Thursday, November 02, 2006

Quoting Kevin Federline


From one of America's most brilliant role models, Kevin Federline, the (wanna-be) hip-hopping husband of Brittany: "I want to go to Africa – I think it's a place where you can go and really, really help people and make a difference. And it's also a place I want to see – I'm into the safari animals and all that stuff. I grew up watching the Discovery Channel."

http://people.aol.com/people/article/0,26334,1552629,00.html

I suppose he has caught on that Africa is the celebrity thing to do right now. Now, the question is... why exactly was I reading an article on Kevin Federline?

Fire and Ice: A poem for my grandfather

This morning I was thinking of this poem I wrote in college about my grandfather. He died in 2000, after a five year decline. As I re-read the poem, I wonder why, in my editing process all those years ago, I took out the part about him being buried in an avalanch in the Aleutian Islands during World War II. They dug in the snow for hours without finding him, and the tide was coming in.

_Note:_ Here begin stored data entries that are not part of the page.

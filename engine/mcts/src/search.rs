//! MCTS search implementation.
//!
//! Each playout runs four phases over one persistent tree:
//! 1. Determinization: resample the root's hidden information (if the game has any)
//! 2. Selection: walk from the root with `MctsTree::best_child`, creating
//!    children on demand, until a terminal position is reached
//! 3. Backpropagation: credit the terminal outcome to every node on the path
//! 4. Bookkeeping: depth statistics and, optionally, the terminal state
//!
//! A playout that runs into an impossible determinization is discarded
//! before it touches any statistics and the search samples again.

use std::time::{Duration, Instant};

use engine_core::{Capabilities, Game, GameError};
use rand_chacha::ChaCha20Rng;
use thiserror::Error;
use tracing::{debug, trace};

use crate::config::MctsConfig;
use crate::node::{MctsNode, NodeId};
use crate::tree::MctsTree;

/// Errors that can occur during MCTS search.
#[derive(Debug, Error)]
pub enum SearchError {
    #[error("Game error: {0}")]
    Game(#[from] GameError),

    #[error("Node {0} has no children to select from")]
    NoChildren(NodeId),

    #[error("No legal move matches the search tree")]
    NoLegalMove,

    #[error("Terminal node {node} at depth {depth} has no winner")]
    NoWinnerAtTerminal { node: NodeId, depth: u32 },

    #[error("Gave up after {0} consecutive impossible determinizations")]
    DeterminizationExhausted(u32),

    #[error("Invalid state: {0}")]
    InvalidState(String),
}

/// Terminal position reached by one playout.
///
/// The state is captured when the playout finishes: in a determinized tree
/// the node's own cache is overwritten by later samples.
#[derive(Debug, Clone)]
pub struct Leaf<G: Game> {
    pub node: NodeId,
    pub depth: u32,
    pub state: G::State,
}

/// Counters for one search call.
#[derive(Debug, Clone, Copy, Default, PartialEq, Eq)]
pub struct SearchStats {
    /// Completed playouts
    pub iterations: u32,
    /// Playouts dropped because of an impossible determinization
    pub discarded: u32,
    pub elapsed: Duration,
}

/// Result of an MCTS search.
#[derive(Debug)]
pub struct SearchResult<G: Game> {
    /// The whole search tree, for inspection
    pub tree: MctsTree<G>,

    /// Move of the most visited root child
    pub best_move: G::Move,

    /// Terminal positions reached, when `collect_leaf_nodes` is set
    pub leaves: Vec<Leaf<G>>,

    /// Deepest terminal node reached
    pub max_depth: u32,

    /// Mean terminal depth over completed playouts (0.0 if none completed)
    pub avg_depth: f64,

    pub stats: SearchStats,
}

impl<G: Game> SearchResult<G> {
    /// Root node of the search tree.
    pub fn root(&self) -> &MctsNode<G> {
        self.tree.get(self.tree.root())
    }

    /// Node of the chosen move.
    pub fn best_child(&self) -> Option<&MctsNode<G>> {
        self.child(&self.best_move)
    }

    /// Root child reached by `mv`, if the search instantiated it.
    pub fn child(&self, mv: &G::Move) -> Option<&MctsNode<G>> {
        self.root().child(mv).map(|id| self.tree.get(id))
    }

    /// Visit distribution over the root's children.
    pub fn policy(&self) -> Vec<(G::Move, f32)> {
        self.root()
            .visit_distribution(self.tree.arena())
            .into_iter()
            .map(|(mv, p)| (mv.clone(), p))
            .collect()
    }
}

/// MCTS search driver.
///
/// Holds its own copy of the starting position; every call to `run` builds
/// a fresh tree from it.
#[derive(Debug)]
pub struct MctsSearch<'a, G: Game> {
    game: &'a G,
    config: MctsConfig,
    initial_state: G::State,
    capabilities: Capabilities,
}

impl<'a, G: Game> MctsSearch<'a, G> {
    /// Create a search from the game's own starting position.
    pub fn new(game: &'a G, config: MctsConfig, rng: &mut ChaCha20Rng) -> Self {
        let initial_state = game.initial_state(rng);
        Self::from_owned_state(game, config, initial_state)
    }

    /// Create a search from a copy of `state`.
    pub fn with_state(game: &'a G, config: MctsConfig, state: &G::State) -> Self {
        Self::from_owned_state(game, config, state.clone())
    }

    fn from_owned_state(game: &'a G, config: MctsConfig, initial_state: G::State) -> Self {
        Self {
            game,
            config,
            initial_state,
            capabilities: game.capabilities(),
        }
    }

    /// The position every search starts from.
    pub fn initial_state(&self) -> &G::State {
        &self.initial_state
    }

    pub fn config(&self) -> &MctsConfig {
        &self.config
    }

    /// Run the search and pick the most visited root move.
    ///
    /// With `restriction`, only those moves are eligible; pass the legal
    /// moves of the real (not resampled) position when searching a
    /// hidden-information game.
    pub fn run(
        &self,
        restriction: Option<&[G::Move]>,
        rng: &mut ChaCha20Rng,
    ) -> Result<SearchResult<G>, SearchError> {
        let start = Instant::now();
        let mut tree = MctsTree::new(
            self.initial_state.clone(),
            self.capabilities.determinize,
            self.config.exploration,
        );

        let mut stats = SearchStats::default();
        let mut consecutive_discards = 0u32;
        let mut max_depth = 0u32;
        let mut total_depth = 0u64;
        let mut leaves = Vec::new();

        while self.has_budget(&stats, start) {
            let leaf_id = match self.playout(&mut tree, rng) {
                Ok(leaf_id) => leaf_id,
                Err(SearchError::Game(GameError::ImpossibleDeterminization(reason)))
                    if self.capabilities.determinize =>
                {
                    stats.discarded += 1;
                    consecutive_discards += 1;
                    trace!(reason = %reason, consecutive_discards, "Discarded playout");
                    if consecutive_discards > self.config.max_discarded_iterations {
                        return Err(SearchError::DeterminizationExhausted(consecutive_discards));
                    }
                    continue;
                }
                Err(e) => return Err(e),
            };
            consecutive_discards = 0;
            stats.iterations += 1;

            let depth = tree.get(leaf_id).depth;
            max_depth = max_depth.max(depth);
            total_depth += depth as u64;

            if self.config.collect_leaf_nodes {
                let state = tree.state(self.game, leaf_id)?.clone();
                leaves.push(Leaf {
                    node: leaf_id,
                    depth,
                    state,
                });
            }

            trace!(leaf = leaf_id.0, depth, "MCTS playout complete");
        }

        let best_id = tree.most_visited_child(self.game, restriction)?;
        let best_move = tree
            .get(best_id)
            .mv
            .clone()
            .ok_or_else(|| SearchError::InvalidState("root child without a move".to_string()))?;

        stats.elapsed = start.elapsed();
        let avg_depth = if stats.iterations > 0 {
            total_depth as f64 / stats.iterations as f64
        } else {
            0.0
        };

        let tree_stats = tree.stats();
        debug!(
            game = self.game.name(),
            iterations = stats.iterations,
            discarded = stats.discarded,
            elapsed_ms = stats.elapsed.as_millis() as u64,
            nodes = tree_stats.total_nodes,
            root_visits = tree_stats.root_visits,
            root_draws = tree_stats.root_draws,
            tree_depth = tree_stats.max_depth,
            max_depth,
            best_move = ?best_move,
            "MCTS search complete"
        );

        Ok(SearchResult {
            tree,
            best_move,
            leaves,
            max_depth,
            avg_depth,
            stats,
        })
    }

    fn has_budget(&self, stats: &SearchStats, start: Instant) -> bool {
        match self.config.time_budget {
            Some(budget) => start.elapsed() < budget,
            None => stats.iterations < self.config.num_iterations,
        }
    }

    /// Run one playout and return the terminal node it reached.
    fn playout(
        &self,
        tree: &mut MctsTree<G>,
        rng: &mut ChaCha20Rng,
    ) -> Result<NodeId, SearchError> {
        let determinized = self.capabilities.determinize;
        if determinized {
            tree.determinize(self.game, rng)?;
        }

        let mut current = tree.root();
        loop {
            if tree.outcome(self.game, current)?.is_terminal() {
                break;
            }
            let visible = tree.children(self.game, current)?;
            if visible.is_empty() {
                if determinized {
                    // The sample cannot continue the real game from here
                    return Err(GameError::ImpossibleDeterminization(format!(
                        "no moves from unfinished node {current}"
                    ))
                    .into());
                }
                // backpropagate reports the missing winner
                break;
            }
            let next = tree.select_among(self.game, current, &visible, rng)?;
            if determinized {
                tree.reset_state(next);
            }
            current = next;
        }

        tree.backpropagate(self.game, current, self.capabilities.track_misc)?;
        Ok(current)
    }
}

/// Convenience function to run a single MCTS search from `state`.
pub fn run_mcts<G: Game>(
    game: &G,
    config: MctsConfig,
    state: &G::State,
    restriction: Option<&[G::Move]>,
    rng: &mut ChaCha20Rng,
) -> Result<SearchResult<G>, SearchError> {
    MctsSearch::with_state(game, config, state).run(restriction, rng)
}
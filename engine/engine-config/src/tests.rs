//! Tests for the configuration module.

use super::*;
use std::time::Duration;

#[test]
fn test_default_config() {
    let config = CentralConfig::default();
    assert_eq!(config.common.env_id, "tictactoe");
    assert_eq!(config.common.log_level, "info");
    assert_eq!(config.common.seed, 42);
    assert_eq!(config.actor.episodes, 10);
    assert_eq!(config.actor.log_interval, 1);
}

#[test]
fn test_mcts_defaults() {
    let config = CentralConfig::default();
    assert_eq!(config.mcts.iterations, 1000);
    assert!((config.mcts.exploration - std::f64::consts::SQRT_2).abs() < 1e-12);
    assert_eq!(config.mcts.time_budget_ms, 0);
    assert_eq!(config.mcts.time_budget(), None);
    assert_eq!(config.mcts.max_discarded_iterations, 10_000);
}

#[test]
fn test_accessors_match_struct_defaults() {
    let config = CentralConfig::default();
    assert_eq!(config.common.env_id, env_id());
    assert_eq!(config.mcts.iterations, iterations());
    assert_eq!(config.actor.episodes, episodes());
}

#[test]
fn test_time_budget() {
    let settings = MctsSettings {
        time_budget_ms: 250,
        ..MctsSettings::default()
    };
    assert_eq!(settings.time_budget(), Some(Duration::from_millis(250)));
}

#[test]
fn test_parse_config_toml() {
    let toml_content = r#"
[common]
env_id = "euchre"
seed = 7

[mcts]
iterations = 5000
exploration = 0.7
time_budget_ms = 100

[actor]
episodes = 3
"#;
    let config: CentralConfig = toml::from_str(toml_content).unwrap();
    assert_eq!(config.common.env_id, "euchre");
    assert_eq!(config.common.seed, 7);
    assert_eq!(config.mcts.iterations, 5000);
    assert!((config.mcts.exploration - 0.7).abs() < f64::EPSILON);
    assert_eq!(config.mcts.time_budget(), Some(Duration::from_millis(100)));
    assert_eq!(config.actor.episodes, 3);
}

#[test]
fn test_partial_config() {
    let toml_content = r#"
[common]
env_id = "connect4"
"#;
    let config: CentralConfig = toml::from_str(toml_content).unwrap();
    assert_eq!(config.common.env_id, "connect4");
    assert_eq!(config.common.log_level, "info"); // Default
    assert_eq!(config.mcts.iterations, 1000); // Default
    assert_eq!(config.actor.log_interval, 1); // Default
}

#[test]
fn test_load_from_path() {
    let dir = std::env::temp_dir().join(format!("ismcts-config-{}", std::process::id()));
    std::fs::create_dir_all(&dir).unwrap();

    let good = dir.join("good.toml");
    std::fs::write(&good, "[actor]\nlog_interval = 5\n").unwrap();
    assert_eq!(load_from_path(&good).actor.log_interval, 5);

    // Malformed files fall back to defaults
    let bad = dir.join("bad.toml");
    std::fs::write(&bad, "[actor\nlog_interval = ").unwrap();
    assert_eq!(load_from_path(&bad).actor.log_interval, 1);

    // So do missing ones
    assert_eq!(load_from_path(&dir.join("missing.toml")).actor.log_interval, 1);

    std::fs::remove_dir_all(&dir).unwrap();
}

// All env var cases share one test so parallel tests never see each other's
// variables.
#[test]
fn test_ismcts_env_overrides() {
    std::env::set_var("ISMCTS_COMMON_ENV_ID", "connect4");
    std::env::set_var("ISMCTS_MCTS_ITERATIONS", "77");
    std::env::set_var("ISMCTS_MCTS_EXPLORATION", "0.5");
    std::env::set_var("ISMCTS_ACTOR_EPISODES", "not-a-number");

    let config = apply_env_overrides(CentralConfig::default());
    assert_eq!(config.common.env_id, "connect4");
    assert_eq!(config.mcts.iterations, 77);
    assert!((config.mcts.exploration - 0.5).abs() < f64::EPSILON);
    // Unparseable values are ignored
    assert_eq!(config.actor.episodes, 10);

    std::env::remove_var("ISMCTS_COMMON_ENV_ID");
    std::env::remove_var("ISMCTS_MCTS_ITERATIONS");
    std::env::remove_var("ISMCTS_MCTS_EXPLORATION");
    std::env::remove_var("ISMCTS_ACTOR_EPISODES");
}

The next in command called off the search, but the men refused to leave him. Eventually they found a hand and uncovered the rest of him. In the original poem, I linked that to his frozen fingernails. I don't know why I took it out. I should work on it some more.

Outside, it is cold and grey. Most of the leaves have blown away, only a few still hang bedraggled onto skeletal branches. A few small snow flakes wander by the window every once in a while, but not enough to make a difference.

Here's the poem.


Fire and Ice

Papaw nearly talked us into 1998
a redundant stutter
until Mom stopped him with a bright excuse
and all the young people scattered
outdoors to set off firecrackers.

I stayed and held his soft hands,
peered at his finger-nails
which have always been brittle like ice
but are now smoother,
as if the ice is melting
and leaving him mortal.

He tried to tell me something.
I couldn’t understand.
The lights exploded outside.
The New Year ticked in.
I felt heaviness in my cheekbones,
He let go
of my hand, and I went out
into the finger-numbing cold to scream
and crouch as whirls of fire flew
over my head and splashed transient
against the everlasting constellations.